Jugendarbeit = Demokratiearbeit? – Ein Blick in die AWO-Jugendprojekte in Brandis

Interview mit Projektleiterin Patricia Hartmann. Sie leitet das Jugendbüro Spoc.

In entspannter Atmosphäre diskutieren drei Jugendliche im Spoc

In Brandis wird seit Jahren einiges auf die Beine gestellt, um Jugendlichen mehr Mitsprache und Beteiligung zu ermöglichen. Wir als Arbeiterwohlfahrt sind dabei federführende Partnerin der Stadt. Unser jüngstes Projekt ist das Jugendbüro »Spoc«. Wir haben mit Projektleiterin Patricia Hartmann ein kurzes Interview geführt.

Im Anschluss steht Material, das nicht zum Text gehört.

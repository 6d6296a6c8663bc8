use rayon::prelude::*;

use crate::{
    document_store::DocId,
    error::{Error, Result},
};

/// Distance scale used by [`similarity`] unless configured otherwise.
pub const DEFAULT_DISTANCE_SCALE: f32 = 10.0;

/// Map a squared Euclidean distance to a similarity in `(0, 1]`.
///
/// Strictly decreasing in `distance`; a distance of zero maps to exactly 1.0.
pub fn similarity(distance: f32, scale: f32) -> f32 {
    (-distance / scale).exp()
}

/// Squared Euclidean distance between two vectors of equal length.
pub fn squared_distance(a: &[f32], b: &[f32]) -> f32 {
    a.iter()
        .zip(b)
        .map(|(x, y)| {
            let d = x - y;
            d * d
        })
        .sum()
}

/// Exact (flat) nearest-neighbor index over one vector per document.
///
/// Vectors are stored row-major in a single buffer: row `id` occupies
/// `data[id * dimension..(id + 1) * dimension]`.
#[derive(Debug, Clone, Default)]
pub struct VectorIndex {
    dimension: usize,
    data: Vec<f32>,
}

impl VectorIndex {
    /// Build an index from `(id, vector)` entries.
    ///
    /// Ids must be `0..n` in order and every vector must have the dimension
    /// of the first one.
    pub fn build(entries: Vec<(DocId, Vec<f32>)>) -> Result<Self> {
        let Some(dimension) = entries.first().map(|(_, v)| v.len()) else {
            return Ok(Self::default());
        };

        let mut data = Vec::with_capacity(entries.len() * dimension);
        for (position, (id, vector)) in entries.into_iter().enumerate() {
            if id as usize != position {
                return Err(Error::Snapshot(format!(
                    "vector ids are not contiguous: expected {position}, found {id}"
                )));
            }
            if vector.len() != dimension {
                return Err(Error::DimensionMismatch {
                    expected: dimension,
                    actual: vector.len(),
                });
            }
            check_finite(&vector)?;
            data.extend_from_slice(&vector);
        }

        Ok(Self { dimension, data })
    }

    /// Build from an already flattened row-major buffer.
    pub fn from_flat(dimension: usize, data: Vec<f32>) -> Result<Self> {
        if dimension == 0 {
            if !data.is_empty() {
                return Err(Error::Snapshot(
                    "vector data present with zero dimension".to_string(),
                ));
            }
            return Ok(Self::default());
        }
        if data.len() % dimension != 0 {
            return Err(Error::Snapshot(format!(
                "vector buffer of {} floats is not a multiple of dimension {dimension}",
                data.len()
            )));
        }
        if let Some(position) = data.iter().position(|x| !x.is_finite()) {
            return Err(Error::Snapshot(format!(
                "vector {} holds a non-finite value",
                position / dimension
            )));
        }
        Ok(Self { dimension, data })
    }

    /// Dimension of stored vectors, or `None` for an empty index.
    pub fn dimension(&self) -> Option<usize> {
        (!self.is_empty()).then_some(self.dimension)
    }

    pub fn len(&self) -> usize {
        if self.dimension == 0 {
            0
        } else {
            self.data.len() / self.dimension
        }
    }

    pub fn is_empty(&self) -> bool {
        self.len() == 0
    }

    /// Reconstruct the stored vector for `id`.
    pub fn vector(&self, id: DocId) -> Option<&[f32]> {
        if (id as usize) >= self.len() {
            return None;
        }
        let start = id as usize * self.dimension;
        Some(&self.data[start..start + self.dimension])
    }

    /// Iterate `(id, vector)` pairs in id order.
    pub fn iter(&self) -> impl Iterator<Item = (DocId, &[f32])> {
        self.data
            .chunks_exact(self.dimension.max(1))
            .enumerate()
            .map(|(i, row)| (i as DocId, row))
    }

    /// Squared distance between `query` and the stored vector for `id`.
    ///
    /// Returns `None` when `id` is not in the index.
    pub fn distance_to(&self, id: DocId, query: &[f32]) -> Result<Option<f32>> {
        self.check_query(query)?;
        Ok(self.vector(id).map(|row| squared_distance(row, query)))
    }

    /// The `k` nearest neighbors of `query`, nearest first.
    ///
    /// Equal distances are ordered by ascending id. An empty index yields
    /// an empty result for any query.
    pub fn search(&self, query: &[f32], k: usize) -> Result<Vec<(DocId, f32)>> {
        if self.is_empty() || k == 0 {
            return Ok(Vec::new());
        }
        self.check_query(query)?;

        let mut scored: Vec<(DocId, f32)> = self
            .data
            .par_chunks_exact(self.dimension)
            .enumerate()
            .map(|(i, row)| (i as DocId, squared_distance(row, query)))
            .collect();

        scored.sort_by(|a, b| a.1.total_cmp(&b.1).then(a.0.cmp(&b.0)));
        scored.truncate(k);
        Ok(scored)
    }

    /// Fail unless `query` has the index dimension and only finite values.
    ///
    /// Any query fits an empty index.
    pub fn check_query(&self, query: &[f32]) -> Result<()> {
        if self.is_empty() {
            return Ok(());
        }
        if query.len() != self.dimension {
            return Err(Error::DimensionMismatch {
                expected: self.dimension,
                actual: query.len(),
            });
        }
        check_finite(query)
    }
}

fn check_finite(vector: &[f32]) -> Result<()> {
    match vector.iter().position(|x| !x.is_finite()) {
        Some(position) => Err(Error::NonFiniteVector { position }),
        None => Ok(()),
    }
}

Was  ist das »Spoc« genau?

Mit dem Jugendbüro »Spoc«, im Zentrum der Stadt Brandis, soll Jugend in den Blickpunkt gerückt werden. Es bietet für alle Interessierten aus Brandis und Umgebung einen Raum, in dem Projekte, Events, Ausstellungen und jugendpolitische sowie jugendkulturelle Angebote realisiert werden können. Das »Spoc« hat sich etabliert als ein Ort der Selbstorganisation und von jugendlicher Vernetzung und Einmischung.

Welche Rolle spielen Sie dabei?

Ich bin Jugendkoordinatorin für das Projekt »Jugend bewegt Brandis« und Netzwerkstelle für die Stadt. Zu meinen Hauptaufgaben gehört die Förderung von Jugendbeteiligung im Ort. Ich vernetze schulische und außerschulische Akteur*innen sowie Vertreter*innen der Stadt hinsichtlich eines regelmäßigen Austauschs zur Situation junger Menschen. Zudem unterstütze ich die Jugendlichen bei der Planung und Organisation ihrer Vorhaben. Daneben bin ich als Beraterin und Coach für die Kindereinrichtungen in Brandis zuständig.

Wie ist das Projekt entstanden?

Die Stadt Brandis setzt auf eine aktive Kinder­ und Jugendarbeit. Sie möchte jungen Menschen Räume und Möglichkeiten der Mitbestimmung bieten und hatte mit dem Projekt »Jugend bewegt Kommune« in den Jahren 2014 und 2015 einen Anfang für mehr Beteiligung gemacht. Dieses Projekt wurde durch die Förderung der Aktion Mensch und der Stadt Brandis verstetigt. Seit 2016 gibt es einen festen Ansprechpartner für Kids und seit 2017 bin ich dabei. Wir haben in dieser Zeit aktiv jugendgerechte Formate angeboten, uns eingemischt, Veranstaltungen geplant und Jugendliche ermuntert, an Prozessen in ihrer Stadt teilzunehmen. 2019 entwickelten wir das Projekt weiter, was letztlich zur Eröffnung des Jugendbüros führte. »space of change«, kurz »Spoc«, soll tatsächlich ein Ort der Veränderung sein – mehr Mitsprache, mehr Austausch, mehr Aktionen. Bis Ende 2022 wird das »Spoc« gefördert durch die Deutsche Fernsehlotterie und die Stadt Brandis.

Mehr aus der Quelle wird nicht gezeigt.